Principal of Queen's University
- In office 1961–1968
- Preceded by: William Archibald Mackintosh
- Succeeded by: John James Deutsch

Personal details
- Born: James Alexander Corry 1899 Millbank, Ontario, Canada
- Died: December 26, 1985 (aged 85–86) Kingston, Ontario, Canada

= James Corry (political scientist) =

Canadian academic (1899–1985)

James Alexander Corry (1899 - December 26, 1985) was a Canadian academic and the thirteenth Principal of Queen's University, Ontario, from 1961 until 1968.

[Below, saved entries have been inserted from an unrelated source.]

//! Scripted test doubles for the driver and approval boundaries.
//!
//! Both doubles are cheap to clone and share their script, so a test can
//! hand one clone to the scheduler and inspect the other afterwards.

use std::collections::VecDeque;
use std::sync::{Arc, Mutex, PoisonError};
use std::time::Duration;

use async_trait::async_trait;

use crate::approval::{ApprovalDecision, Approver};
use crate::driver::{DriverRequest, DriverResponse, RoleDriver};
use crate::error::{Result, TetradError};
use crate::policy::Verdict;
use crate::tools::ActionRequest;

/// One scripted driver turn.
#[derive(Debug, Clone)]
pub enum Scripted {
    Respond(DriverResponse),
    /// Fail the turn as a malformed response.
    Fail(String),
    /// Sleep before answering; long enough delays trip the deadline.
    Delay(Duration, DriverResponse),
}

#[derive(Debug, Default)]
struct DriverScript {
    turns: VecDeque<Scripted>,
    fallback: Option<DriverResponse>,
    requests: Vec<DriverRequest>,
}

/// Driver that replays a fixed script of turns.
///
/// # Example
///
/// ```rust,ignore
/// let driver = ScriptedDriver::new()
///     .respond(DriverResponse::approve())
///     .fail("garbled")
///     .respond(DriverResponse::reject());
///
/// let drivers = DriverSet::new().with_default(Arc::new(driver.clone()));
/// ```
///
/// Once the script runs dry every turn fails, unless a fallback was set
/// with [`ScriptedDriver::always_approve`] or [`ScriptedDriver::otherwise`].
#[derive(Debug, Clone, Default)]
pub struct ScriptedDriver {
    script: Arc<Mutex<DriverScript>>,
}

impl ScriptedDriver {
    #[must_use]
    pub fn new() -> Self {
        Self::default()
    }

    /// A driver that approves every turn.
    #[must_use]
    pub fn always_approve() -> Self {
        Self::new().otherwise(DriverResponse::approve())
    }

    #[must_use]
    pub fn respond(self, response: DriverResponse) -> Self {
        self.push(Scripted::Respond(response))
    }

    #[must_use]
    pub fn fail(self, error: impl Into<String>) -> Self {
        self.push(Scripted::Fail(error.into()))
    }

    #[must_use]
    pub fn delay(self, delay: Duration, response: DriverResponse) -> Self {
        self.push(Scripted::Delay(delay, response))
    }

    /// Response used once the script is exhausted.
    #[must_use]
    pub fn otherwise(self, response: DriverResponse) -> Self {
        self.lock().fallback = Some(response);
        self
    }

    #[must_use]
    pub fn push(self, turn: Scripted) -> Self {
        self.lock().turns.push_back(turn);
        self
    }

    /// Number of turns taken so far.
    #[must_use]
    pub fn calls(&self) -> usize {
        self.lock().requests.len()
    }

    /// Every request received, in order.
    #[must_use]
    pub fn requests(&self) -> Vec<DriverRequest> {
        self.lock().requests.clone()
    }

    /// Turns still queued.
    #[must_use]
    pub fn remaining(&self) -> usize {
        self.lock().turns.len()
    }

    fn lock(&self) -> std::sync::MutexGuard<'_, DriverScript> {
        self.script.lock().unwrap_or_else(PoisonError::into_inner)
    }
}

#[async_trait]
impl RoleDriver for ScriptedDriver {
    async fn invoke(&self, request: DriverRequest) -> Result<DriverResponse> {
        let role = request.role;
        let turn = {
            let mut script = self.lock();
            script.requests.push(request);
            script
                .turns
                .pop_front()
                .or_else(|| script.fallback.clone().map(Scripted::Respond))
        };

        match turn {
            Some(Scripted::Respond(response)) => Ok(response),
            Some(Scripted::Fail(error)) => Err(TetradError::malformed(role, error)),
            Some(Scripted::Delay(delay, response)) => {
                tokio::time::sleep(delay).await;
                Ok(response)
            }
            None => Err(TetradError::driver(role, "script exhausted")),
        }
    }
}

/// Approver that replays a fixed list of decisions, then defers.
#[derive(Debug, Clone, Default)]
pub struct ScriptedApprover {
    decisions: Arc<Mutex<VecDeque<ApprovalDecision>>>,
    asked: Arc<Mutex<Vec<String>>>,
}

impl ScriptedApprover {
    #[must_use]
    pub fn new() -> Self {
        Self::default()
    }

    #[must_use]
    pub fn approve(self) -> Self {
        self.then(ApprovalDecision::Approve)
    }

    #[must_use]
    pub fn deny(self, reason: impl Into<String>) -> Self {
        self.then(ApprovalDecision::deny(reason))
    }

    #[must_use]
    pub fn then(self, decision: ApprovalDecision) -> Self {
        self.decisions
            .lock()
            .unwrap_or_else(PoisonError::into_inner)
            .push_back(decision);
        self
    }

    /// Number of times a decision was requested.
    #[must_use]
    pub fn asked(&self) -> usize {
        self.asked.lock().unwrap_or_else(PoisonError::into_inner).len()
    }

    /// Descriptions of the actions a decision was requested for.
    #[must_use]
    pub fn questions(&self) -> Vec<String> {
        self.asked.lock().unwrap_or_else(PoisonError::into_inner).clone()
    }
}

#[async_trait]
impl Approver for ScriptedApprover {
    async fn decide(&self, _task_id: &str, request: &ActionRequest, _verdict: &Verdict) -> ApprovalDecision {
        self.asked
            .lock()
            .unwrap_or_else(PoisonError::into_inner)
            .push(request.action.describe());
        self.decisions
            .lock()
            .unwrap_or_else(PoisonError::into_inner)
            .pop_front()
            .unwrap_or(ApprovalDecision::Defer)
    }
}
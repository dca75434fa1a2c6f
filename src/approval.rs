//! Human approval of `require_confirmation` actions.
//!
//! When the gate asks for confirmation the scheduler consults an
//! [`Approver`]. An interactive approver asks on the terminal; a deferred
//! approver never answers. Either way, an action without an explicit answer
//! is never run and never silently denied: the turn is parked as a
//! [`PendingApproval`] in the session, identified by a token, and the run
//! stops until `tetrad approve <token>` or `tetrad deny <token>` resolves it.

use std::io::{BufRead, Write};

use async_trait::async_trait;
use chrono::{DateTime, Utc};
use colored::Colorize;
use serde::{Deserialize, Serialize};
use tracing::warn;

use crate::driver::{OutcomeTag, Role};
use crate::policy::Verdict;
use crate::tools::{Action, ActionRecord, ActionRequest};

/// Answer to an approval request.
#[derive(Debug, Clone, PartialEq, Eq)]
pub enum ApprovalDecision {
    Approve,
    Deny { reason: String },
    /// No answer now; park the turn.
    Defer,
}

impl ApprovalDecision {
    #[must_use]
    pub fn deny(reason: impl Into<String>) -> Self {
        Self::Deny {
            reason: reason.into(),
        }
    }
}

/// Source of approval decisions.
#[async_trait]
pub trait Approver: Send + Sync {
    async fn decide(&self, task_id: &str, request: &ActionRequest, verdict: &Verdict)
        -> ApprovalDecision;
}

/// Never answers; every confirmation becomes a pending approval.
#[derive(Debug, Clone, Copy, Default)]
pub struct DeferredApprover;

#[async_trait]
impl Approver for DeferredApprover {
    async fn decide(&self, _: &str, _: &ActionRequest, _: &Verdict) -> ApprovalDecision {
        ApprovalDecision::Defer
    }
}

/// Asks on the terminal. Anything other than yes or no defers.
#[derive(Debug, Clone, Copy, Default)]
pub struct InteractiveApprover;

impl InteractiveApprover {
    fn interpret(answer: Option<&str>) -> ApprovalDecision {
        match answer.map(|a| a.trim().to_ascii_lowercase()).as_deref() {
            Some("y" | "yes") => ApprovalDecision::Approve,
            Some("n" | "no") => ApprovalDecision::deny("denied by operator"),
            _ => ApprovalDecision::Defer,
        }
    }
}

#[async_trait]
impl Approver for InteractiveApprover {
    async fn decide(
        &self,
        task_id: &str,
        request: &ActionRequest,
        verdict: &Verdict,
    ) -> ApprovalDecision {
        let prompt = format!(
            "{} {} wants to {} ({})\n  rule: {}\n  approve? [y]es / [n]o / anything else to defer: ",
            "?".yellow().bold(),
            format!("{task_id}/{}", request.role).bold(),
            request.action.describe(),
            request.action.kind(),
            verdict.rule
        );

        let answer = tokio::task::spawn_blocking(move || {
            let mut stderr = std::io::stderr();
            let _ = write!(stderr, "{prompt}");
            let _ = stderr.flush();
            let mut line = String::new();
            match std::io::stdin().lock().read_line(&mut line) {
                Ok(0) | Err(_) => None,
                Ok(_) => Some(line),
            }
        })
        .await;

        match answer {
            Ok(answer) => Self::interpret(answer.as_deref()),
            Err(e) => {
                warn!("Approval prompt failed: {e}");
                ApprovalDecision::Defer
            }
        }
    }
}

/// A turn parked on a human decision.
///
/// Holds everything needed to finish the turn later: the action awaiting
/// the decision, the results of the actions that ran before it, the actions
/// still queued behind it and the outcome the role reported.
#[derive(Debug, Clone, PartialEq, Serialize, Deserialize)]
pub struct PendingApproval {
    pub token: String,
    pub task_id: String,
    pub role: Role,
    pub action: Action,
    /// Rule that asked for confirmation.
    pub rule: String,
    pub outcome: OutcomeTag,
    #[serde(default, skip_serializing_if = "Option::is_none")]
    pub notes: Option<serde_json::Value>,
    #[serde(default)]
    pub completed: Vec<ActionRecord>,
    #[serde(default)]
    pub remaining: Vec<Action>,
    pub created_at: DateTime<Utc>,
}

impl PendingApproval {
    #[must_use]
    pub fn new_token() -> String {
        uuid::Uuid::new_v4().simple().to_string()
    }

    /// One-line description for status output.
    #[must_use]
    pub fn describe(&self) -> String {
        format!(
            "{} ({}) asks to {} [rule: {}]",
            self.task_id,
            self.role,
            self.action.describe(),
            self.rule
        )
    }
}
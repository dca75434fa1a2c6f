//! Custom assertions over session state.

use crate::session::SessionState;
use crate::task::{AttemptOutcome, TaskStatus};

/// Assert that a task is in the expected status.
///
/// # Panics
///
/// Panics with the task's attempt history if the status differs.
///
/// # Example
///
/// ```rust,ignore
/// assert_task_status(scheduler.state(), "task-1", TaskStatus::Done);
/// ```
pub fn assert_task_status(state: &SessionState, task_id: &str, expected: TaskStatus) {
    let task = state
        .task(task_id)
        .unwrap_or_else(|e| panic!("Expected task {task_id} to exist: {e}"));
    assert_eq!(
        task.status,
        expected,
        "Expected {task_id} to be {expected}, but it is {}.\nAttempts: {:#?}",
        task.status,
        task.attempts
    );
}

/// Assert that a task has consumed exactly `expected` iterations.
///
/// # Panics
///
/// Panics if the iteration count differs.
pub fn assert_iteration(state: &SessionState, task_id: &str, expected: u32) {
    let task = state
        .task(task_id)
        .unwrap_or_else(|e| panic!("Expected task {task_id} to exist: {e}"));
    assert_eq!(
        task.iteration, expected,
        "Expected {task_id} at iteration {expected}, but it is at {}",
        task.iteration
    );
}

/// Assert the sequence of attempt outcome labels recorded for a task.
///
/// # Panics
///
/// Panics if the labels differ.
///
/// # Example
///
/// ```rust,ignore
/// assert_attempt_labels(state, "task-1", &["approved", "rejected", "approved"]);
/// ```
pub fn assert_attempt_labels(state: &SessionState, task_id: &str, expected: &[&str]) {
    let task = state
        .task(task_id)
        .unwrap_or_else(|e| panic!("Expected task {task_id} to exist: {e}"));
    let labels: Vec<&str> = task.attempts.iter().map(|a| a.outcome.label()).collect();
    assert_eq!(labels, expected, "Unexpected attempt history for {task_id}");
}

/// Assert that no attempt on any task consumed an iteration without a
/// substantive rejection or timeout behind it.
///
/// # Panics
///
/// Panics on the first attempt that moved the iteration count unexpectedly.
pub fn assert_iterations_consistent(state: &SessionState) {
    for task in &state.tasks {
        let mut previous = 0;
        for attempt in &task.attempts {
            let counts = match attempt.outcome {
                AttemptOutcome::Rejected => attempt.status_before != TaskStatus::Active,
                AttemptOutcome::TimedOut { .. } => true,
                _ => false,
            };
            let resolved = matches!(attempt.outcome, AttemptOutcome::Resolved { .. });
            let escalated = attempt.status_after == TaskStatus::Escalated;
            let expected = if counts && !escalated {
                previous + 1
            } else if resolved {
                attempt.iteration_after
            } else {
                previous
            };
            assert_eq!(
                attempt.iteration_after, expected,
                "{} attempt #{} ({}) moved the iteration from {previous} to {}",
                task.id,
                attempt.sequence,
                attempt.outcome.label(),
                attempt.iteration_after
            );
            previous = attempt.iteration_after;
        }
    }
}
//! Testing infrastructure for tetrad.
//!
//! This module provides test doubles and assertions for exercising the
//! scheduler without real drivers or a human at the terminal.
//!
//! # Architecture
//!
//! - **Mocks**: scripted [`RoleDriver`](crate::driver::RoleDriver) and
//!   [`Approver`](crate::approval::Approver) implementations
//! - **Fixtures**: temporary workspaces wired to a scheduler (test-only)
//! - **Assertions**: checks over session state and attempt history
//!
//! # Example
//!
//! ```rust,ignore
//! use tetrad::testing::{ScriptedApprover, ScriptedDriver};
//!
//! let driver = ScriptedDriver::new()
//!     .respond(DriverResponse::approve())
//!     .fail("garbled");
//! let approver = ScriptedApprover::new().approve().deny("too risky");
//! ```

pub mod assertions;
#[cfg(test)]
pub mod fixtures;
pub mod mocks;

pub use assertions::*;
#[cfg(test)]
pub use fixtures::*;
pub use mocks::*;
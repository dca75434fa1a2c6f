//! Mediation of every action a role requests.
//!
//! ```text
//! ActionRequest
//!    │  shape validation (path inside the root, line in range, ...)
//!    ├──────────────► Rejected
//!    ▼
//! SafetyGate::evaluate (on the normalized, workspace-relative action)
//!    ├─ hard_block ──────────► Blocked
//!    ├─ require_confirmation ► NeedsApproval (caller asks a human)
//!    ▼ auto_approve
//! execute: writes capture a snapshot first; reads and searches do not
//! ```

use std::time::Duration;

use tracing::{debug, info};

use super::files::{self, MAX_SEARCH_HITS};
use super::shell::run_shell;
use super::{Action, ActionRecord, ActionRequest, ActionStatus, ApprovedBy};
use crate::config::ShellConfig;
use crate::error::{Result, TetradError};
use crate::policy::{Disposition, SafetyGate, Verdict};
use crate::snapshot::SnapshotStore;
use crate::workspace::{ResolvedPath, Workspace};

/// Result of submitting a request to the surface.
#[derive(Debug, Clone, PartialEq)]
pub enum Submission {
    /// The request reached a final status without human input.
    Done(ActionRecord),
    /// The gate wants a human decision before the action runs.
    NeedsApproval { action: Action, verdict: Verdict },
}

/// The bounded, policed tool set.
#[derive(Debug, Clone)]
pub struct ToolSurface {
    workspace: Workspace,
    gate: SafetyGate,
    snapshots: SnapshotStore,
    shell: ShellConfig,
}
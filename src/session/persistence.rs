//! Durable storage of the session record.
//!
//! `.tetrad/session.json` is replaced with write-to-temp, fsync, rename, so
//! a crash leaves either the previous record or the new one. A sidecar lock
//! file serializes writers against readers.

use std::fs::{self, File};
use std::io::Write;
use std::path::{Path, PathBuf};

use fs2::FileExt;
use tracing::{debug, warn};

use super::{SessionState, SESSION_STATE_VERSION};
use crate::error::{Result, TetradError};

const FILE_NAME: &str = "session.json";

/// Holds an advisory lock until dropped.
struct LockGuard(File);

impl LockGuard {
    fn exclusive(path: &Path) -> std::io::Result<Self> {
        let file = File::create(path)?;
        file.lock_exclusive()?;
        Ok(Self(file))
    }

    /// Shared lock, or `None` when no writer ever created the lock file.
    fn shared(path: &Path) -> std::io::Result<Option<Self>> {
        match File::open(path) {
            Ok(file) => {
                file.lock_shared()?;
                Ok(Some(Self(file)))
            }
            Err(e) if e.kind() == std::io::ErrorKind::NotFound => Ok(None),
            Err(e) => Err(e),
        }
    }
}

impl Drop for LockGuard {
    fn drop(&mut self) {
        let _ = FileExt::unlock(&self.0);
    }
}

/// Reads and writes the session record in a control directory.
///
/// Every failure surfaces as [`TetradError::Persistence`], which the
/// scheduler treats as fatal.
#[derive(Debug, Clone)]
pub struct SessionPersistence {
    dir: PathBuf,
}

impl SessionPersistence {
    #[must_use]
    pub fn new(dir: impl AsRef<Path>) -> Self {
        Self {
            dir: dir.as_ref().to_path_buf(),
        }
    }

    #[must_use]
    pub fn session_file_path(&self) -> PathBuf {
        self.dir.join(FILE_NAME)
    }

    fn sibling(&self, suffix: &str) -> PathBuf {
        self.dir.join(format!("{FILE_NAME}.{suffix}"))
    }

    /// Staging file renamed over the record on save.
    #[must_use]
    pub fn tmp_file_path(&self) -> PathBuf {
        self.sibling("tmp")
    }

    #[must_use]
    pub fn lock_file_path(&self) -> PathBuf {
        self.sibling("lock")
    }

    /// Replace the record with `state`.
    ///
    /// The state is written exactly as given; callers bump the revision
    /// with [`SessionState::touch`] before saving a new decision.
    pub fn save(&self, state: &SessionState) -> Result<()> {
        let target = self.session_file_path();
        let fail = |e: std::io::Error| TetradError::persistence(&target, e.to_string());

        let json = serde_json::to_vec_pretty(state)
            .map_err(|e| TetradError::persistence(&target, e.to_string()))?;

        fs::create_dir_all(&self.dir).map_err(fail)?;
        let _lock = LockGuard::exclusive(&self.lock_file_path()).map_err(fail)?;

        let staging = self.tmp_file_path();
        let mut file = File::create(&staging).map_err(fail)?;
        file.write_all(&json)
            .and_then(|()| file.sync_all())
            .and_then(|()| fs::rename(&staging, &target))
            .map_err(fail)?;

        debug!(revision = state.metadata.revision, "Session state saved");
        Ok(())
    }

    /// Read the record, or `Ok(None)` when there is none.
    ///
    /// A file that does not parse is moved aside to `session.json.corrupt`
    /// and reported; it is never deleted.
    pub fn load(&self) -> Result<Option<SessionState>> {
        let source = self.session_file_path();
        let fail = |message: String| TetradError::persistence(&source, message);

        let contents = {
            let _lock = LockGuard::shared(&self.lock_file_path()).map_err(|e| fail(e.to_string()))?;
            match fs::read_to_string(&source) {
                Ok(contents) => contents,
                Err(e) if e.kind() == std::io::ErrorKind::NotFound => return Ok(None),
                Err(e) => return Err(fail(e.to_string())),
            }
        };

        let state: SessionState = serde_json::from_str(&contents).map_err(|e| {
            let quarantine = self.sibling("corrupt");
            warn!(
                "Session file {} does not parse ({e}); moving it to {}",
                source.display(),
                quarantine.display()
            );
            let _ = fs::rename(&source, &quarantine);
            fail(format!("session file is corrupt ({e}); moved to {}", quarantine.display()))
        })?;

        if !state.is_version_compatible() {
            return Err(fail(format!(
                "session version {} is not supported (expected {SESSION_STATE_VERSION})",
                state.version()
            )));
        }

        Ok(Some(state))
    }

    /// Like [`load`](Self::load), but a missing record is [`TetradError::NoSession`].
    pub fn load_required(&self) -> Result<SessionState> {
        self.load()?.ok_or_else(|| TetradError::NoSession {
            dir: self.dir.clone(),
        })
    }

    pub fn delete(&self) -> Result<()> {
        let target = self.session_file_path();
        match fs::remove_file(&target) {
            Err(e) if e.kind() != std::io::ErrorKind::NotFound => {
                Err(TetradError::persistence(&target, e.to_string()))
            }
            _ => Ok(()),
        }
    }

    #[must_use]
    pub fn exists(&self) -> bool {
        self.session_file_path().is_file()
    }
}

#[cfg(test)]
mod tests {
    use super::*;
    use crate::session::SessionSettings;
    use crate::task::TaskStatus;
    use tempfile::TempDir;

    fn store() -> (SessionPersistence, TempDir) {
        let temp_dir = TempDir::new().unwrap();
        let persistence = SessionPersistence::new(temp_dir.path().join(".tetrad"));
        (persistence, temp_dir)
    }

    fn sample_state() -> SessionState {
        SessionState::new("goal", SessionSettings::default(), ["a", "b"])
    }

    #[test]
    fn test_save_creates_file() {
        let (persistence, _temp_dir) = store();
        assert!(!persistence.exists());
        persistence.save(&sample_state()).unwrap();
        assert!(persistence.exists());
    }

    #[test]
    fn test_load_returns_none_when_missing() {
        let (persistence, _temp_dir) = store();
        assert!(persistence.load().unwrap().is_none());
        assert!(matches!(
            persistence.load_required(),
            Err(TetradError::NoSession { .. })
        ));
    }

    #[test]
    fn test_in_review_state_survives_reload() {
        let (persistence, _temp_dir) = store();

        let mut state = sample_state();
        state.active_index = Some(0);
        state.tasks[0].status = TaskStatus::InReview;
        state.tasks[0].iteration = 3;
        state.touch();

        persistence.save(&state).unwrap();
        let loaded = persistence.load().unwrap().unwrap();
        assert_eq!(loaded, state);
    }

    #[test]
    fn test_parked_and_escalated_state_survives_reload() {
        use crate::approval::PendingApproval;
        use crate::driver::{OutcomeTag, Role};
        use crate::task::{AttemptOutcome, AttemptRecord, EscalationReason};
        use crate::tools::{Action, ActionRecord, ActionStatus, ApprovedBy};
        use chrono::Utc;
        use serde_json::json;

        let (persistence, _temp_dir) = store();
        let mut state = SessionState::new("goal", SessionSettings::default(), ["a", "b", "c"]);

        state.tasks[0].status = TaskStatus::Escalated;
        state.tasks[0].iteration = 5;
        state.tasks[0].escalation = Some(EscalationReason::IterationCeiling { ceiling: 5 });
        state.tasks[0].attempts.push(AttemptRecord {
            sequence: 1,
            role: Some(Role::Reviewer),
            recorded_at: Utc::now(),
            outcome: AttemptOutcome::Rejected,
            notes: Some(json!({ "defects": ["off by one"] })),
            actions: Vec::new(),
            status_before: TaskStatus::InReview,
            status_after: TaskStatus::Escalated,
            iteration_after: 5,
        });

        let executed = ActionRecord {
            action: Action::Read { path: "src/lib.rs".into() },
            status: ActionStatus::Executed {
                approved_by: ApprovedBy::Policy,
                output: "fn main() {}".into(),
            },
        };
        let denied = ActionRecord {
            action: Action::ExecuteShell {
                command: "git push".into(),
            },
            status: ActionStatus::Denied {
                reason: "not yet".into(),
            },
        };
        state.tasks[1].status = TaskStatus::Active;
        state.tasks[1].consecutive_denials = 1;
        state.tasks[1].attempts.push(AttemptRecord {
            sequence: 1,
            role: Some(Role::Implementer),
            recorded_at: Utc::now(),
            outcome: AttemptOutcome::PolicyDenied {
                reason: "not yet".into(),
            },
            notes: Some(json!("tried to publish")),
            actions: vec![executed.clone(), denied],
            status_before: TaskStatus::Active,
            status_after: TaskStatus::Active,
            iteration_after: 0,
        });
        state.active_index = Some(1);
        state.pending_approval = Some(PendingApproval {
            token: PendingApproval::new_token(),
            task_id: "task-2".into(),
            role: Role::Implementer,
            action: Action::Write {
                path: "src/lib.rs".into(),
                content: "pub fn f() {}\n".into(),
            },
            rule: "default: write -> require_confirmation".into(),
            outcome: OutcomeTag::Approve,
            notes: Some(json!({ "summary": "second try" })),
            completed: vec![executed],
            remaining: vec![Action::ExecuteShell {
                command: "cargo test".into(),
            }],
            created_at: Utc::now(),
        });
        state.touch();

        persistence.save(&state).unwrap();
        let loaded = persistence.load().unwrap().unwrap();
        assert_eq!(loaded, state);
    }

    #[test]
    fn test_staging_file_is_renamed_away() {
        let (persistence, _temp_dir) = store();
        persistence.save(&sample_state()).unwrap();
        assert!(!persistence.tmp_file_path().exists());
        assert!(persistence.lock_file_path().exists());
    }

    #[test]
    fn test_corrupt_file_is_quarantined_not_deleted() {
        let (persistence, temp_dir) = store();
        fs::create_dir_all(temp_dir.path().join(".tetrad")).unwrap();
        fs::write(persistence.session_file_path(), "{ not json").unwrap();

        let err = persistence.load().unwrap_err();
        assert!(err.is_fatal());
        assert!(!persistence.exists());
        let quarantined = temp_dir.path().join(".tetrad/session.json.corrupt");
        assert_eq!(fs::read_to_string(quarantined).unwrap(), "{ not json");
    }

    #[test]
    fn test_incompatible_version_is_refused() {
        let (persistence, _temp_dir) = store();
        let mut state = sample_state();
        state.metadata.version = SESSION_STATE_VERSION + 1;
        persistence.save(&state).unwrap();

        assert!(persistence.load().is_err());
        assert!(persistence.exists());
    }

    #[test]
    fn test_delete() {
        let (persistence, _temp_dir) = store();
        persistence.save(&sample_state()).unwrap();
        persistence.delete().unwrap();
        assert!(!persistence.exists());
        persistence.delete().unwrap();
    }

    #[cfg(unix)]
    #[test]
    fn test_save_into_unwritable_dir_is_persistence_error() {
        let temp_dir = TempDir::new().unwrap();
        let blocker = temp_dir.path().join("file");
        fs::write(&blocker, "").unwrap();
        // a regular file where the directory should be
        let persistence = SessionPersistence::new(blocker.join("nested"));
        let err = persistence.save(&sample_state()).unwrap_err();
        assert!(matches!(err, TetradError::Persistence { .. }));
    }
}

Born in Millbank, Ontario, he graduated in 1923 from the University of Saskatchewan. He attended Lincoln College, Oxford as a Rhodes Scholar. In 1927 he became a professor of law at the University of Saskatchewan. In 1936 he joined Queen's University as a professor of political science. In 1957, when the Queen's Faculty of Law was re-established with his assistance, he was one of the three charter professors, along with Daniel Soberman and Stuart Ryan. From 1951 until 1961 he was a Vice-Principal of Queen's. Mackintosh-Corry Hall at Queen's is co-named in his honour.

==Honours==
- He was a Fellow of the Royal Society of Canada.
- He received honorary degrees from 14 universities, including Sir George Williams University (1973), which later became Concordia University.
- In 1968 he was made a Companion of the Order of Canada.